Personal information
- Full name: Vladimir Petrovich Rzhevsky
- Date of birth: 19 July 1987 (age 38)
- Place of birth: Zheleznovodsk, Russian SFSR
- Height: 1.95 m (6 ft 5 in)
- Position: Defender

Team information
- Current team: BATE Borisov (youth coach)

Youth career
- Mashuk Pyatigorsk

Senior career*
- Years: Team / Apps / (Gls)
- 2003: Kosmos Yegoryevsk / 1 / (0)
- 2004: Master-Saturn Yegoryevsk
- 2005–2006: Energiya Shatura
- 2007: Jakobstad
- 2008–2010: BATE Borisov / 24 / (2)
- 2010: Krylia Sovetov Samara / 0 / (0)

= Vladimir Rzhevsky =

Russian footballer and coach

Vladimir Petrovich Rzhevsky (Владимир Петрович Ржевский; born 19 July 1987) is a former Russian footballer.

==Career==
Rzhevsky played as a defender.
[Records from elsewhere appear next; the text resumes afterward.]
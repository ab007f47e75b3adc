//! Best-effort forwarding of log lines to a publish/subscribe channel.
//!
//! The channel is a mirror, not a record. A line published while the link
//! is down is dropped, never queued; the log store alone is durable.
//! Reconnection is retried on a fixed interval from [`ForwardingChannel::tick`]
//! and never blocks the caller beyond one connection attempt.

use crate::network::Connectivity;

/// Default pause between connection attempts.
pub const DEFAULT_RECONNECT_INTERVAL_MS: u64 = 5000;

/// Remote publish/subscribe transport.
///
/// [`MqttChannel`](crate::network::application::mqtt::MqttChannel) is the
/// stock implementation.
pub trait ChannelClient {
    /// Transport error.
    type Error: core::fmt::Debug;

    /// Open a session. Replaces any existing one.
    fn connect(&mut self) -> Result<(), Self::Error>;

    /// Whether a session is currently believed to be up.
    fn is_connected(&self) -> bool;

    /// Send `payload` on `topic`.
    fn publish(&mut self, topic: &str, payload: &[u8]) -> Result<(), Self::Error>;

    /// Service keep-alives and drain inbound traffic.
    fn poll(&mut self, now_ms: u64) -> Result<(), Self::Error>;
}

/// Fate of one published line.
#[derive(Debug, Clone, Copy, PartialEq, Eq)]
#[cfg_attr(feature = "defmt", derive(defmt::Format))]
pub enum Delivery {
    /// Handed to the transport.
    Sent,
    /// Not sent: the channel was down or the send failed.
    Dropped,
}

/// What [`ForwardingChannel::tick`] did.
#[derive(Debug, Clone, Copy, PartialEq, Eq)]
#[cfg_attr(feature = "defmt", derive(defmt::Format))]
pub enum LinkEvent {
    /// Nothing changed.
    Idle,
    /// The network itself is down; no attempt was made.
    Offline,
    /// A connection attempt succeeded.
    Connected,
    /// A connection attempt failed; the next one waits a full interval.
    ConnectFailed,
    /// An established session died while being serviced.
    Lost,
}

/// Connection state machine around a [`ChannelClient`].
#[derive(Debug)]
pub struct ForwardingChannel<C> {
    client: C,
    topic: &'static str,
    reconnect_interval_ms: u64,
    last_attempt_at: Option<u64>,
}

impl<C: ChannelClient> ForwardingChannel<C> {
    /// Forward to `topic` through `client`, retrying every
    /// `reconnect_interval_ms` while disconnected.
    pub fn new(client: C, topic: &'static str, reconnect_interval_ms: u64) -> Self {
        Self {
            client,
            topic,
            reconnect_interval_ms,
            last_attempt_at: None,
        }
    }

    /// Run once per scheduler tick.
    ///
    /// While connected the client is polled. While disconnected, and only if
    /// `network` reports a link, a connection is attempted when at least the
    /// reconnect interval has passed since the previous attempt. The attempt
    /// time is recorded whatever the outcome. A tick skipped for lack of a
    /// network is not an attempt.
    pub fn tick(&mut self, now_ms: u64, network: &impl Connectivity) -> LinkEvent {
        if self.client.is_connected() {
            return match self.client.poll(now_ms) {
                Ok(()) => LinkEvent::Idle,
                Err(_) => {
                    warn!("channel lost");
                    LinkEvent::Lost
                }
            };
        }

        if !network.is_connected() {
            return LinkEvent::Offline;
        }

        let due = self
            .last_attempt_at
            .is_none_or(|last| now_ms.saturating_sub(last) >= self.reconnect_interval_ms);
        if !due {
            return LinkEvent::Idle;
        }

        self.last_attempt_at = Some(now_ms);
        match self.client.connect() {
            Ok(()) => {
                info!("channel connected");
                LinkEvent::Connected
            }
            Err(_) => {
                warn!("channel connect failed; retrying in {} ms", self.reconnect_interval_ms);
                LinkEvent::ConnectFailed
            }
        }
    }

    /// Publish one line, fire-and-forget.
    pub fn publish(&mut self, line: &[u8]) -> Delivery {
        if !self.client.is_connected() {
            debug!("channel down; line dropped");
            return Delivery::Dropped;
        }
        match self.client.publish(self.topic, line) {
            Ok(()) => Delivery::Sent,
            Err(_) => {
                warn!("publish failed; line dropped");
                Delivery::Dropped
            }
        }
    }

    /// Whether the client reports a live session.
    pub fn is_connected(&self) -> bool {
        self.client.is_connected()
    }

    /// Monotonic time of the most recent connection attempt.
    pub fn last_attempt_at(&self) -> Option<u64> {
        self.last_attempt_at
    }

    /// Topic lines are published on.
    pub fn topic(&self) -> &'static str {
        self.topic
    }

    /// The wrapped client.
    pub fn client(&self) -> &C {
        &self.client
    }

    /// The wrapped client, mutably.
    pub fn client_mut(&mut self) -> &mut C {
        &mut self.client
    }
}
On 13 August 2008, Rzhevsky scored the decisive goal for BATE Borisov against Levski Sofia in the third round qualifying for the 2008-09 UEFA Champions League season. Rzhevsky also played in Finland for Jakobstad before he joined BATE in 2008.

==Coaching career==
Ending his career in 2012 after a series of injuries, Rzhevsky began taking a coaching license. In August 2015, he returned to BATE Borisov as a youth coach. As of June 2019, he was still working for the club.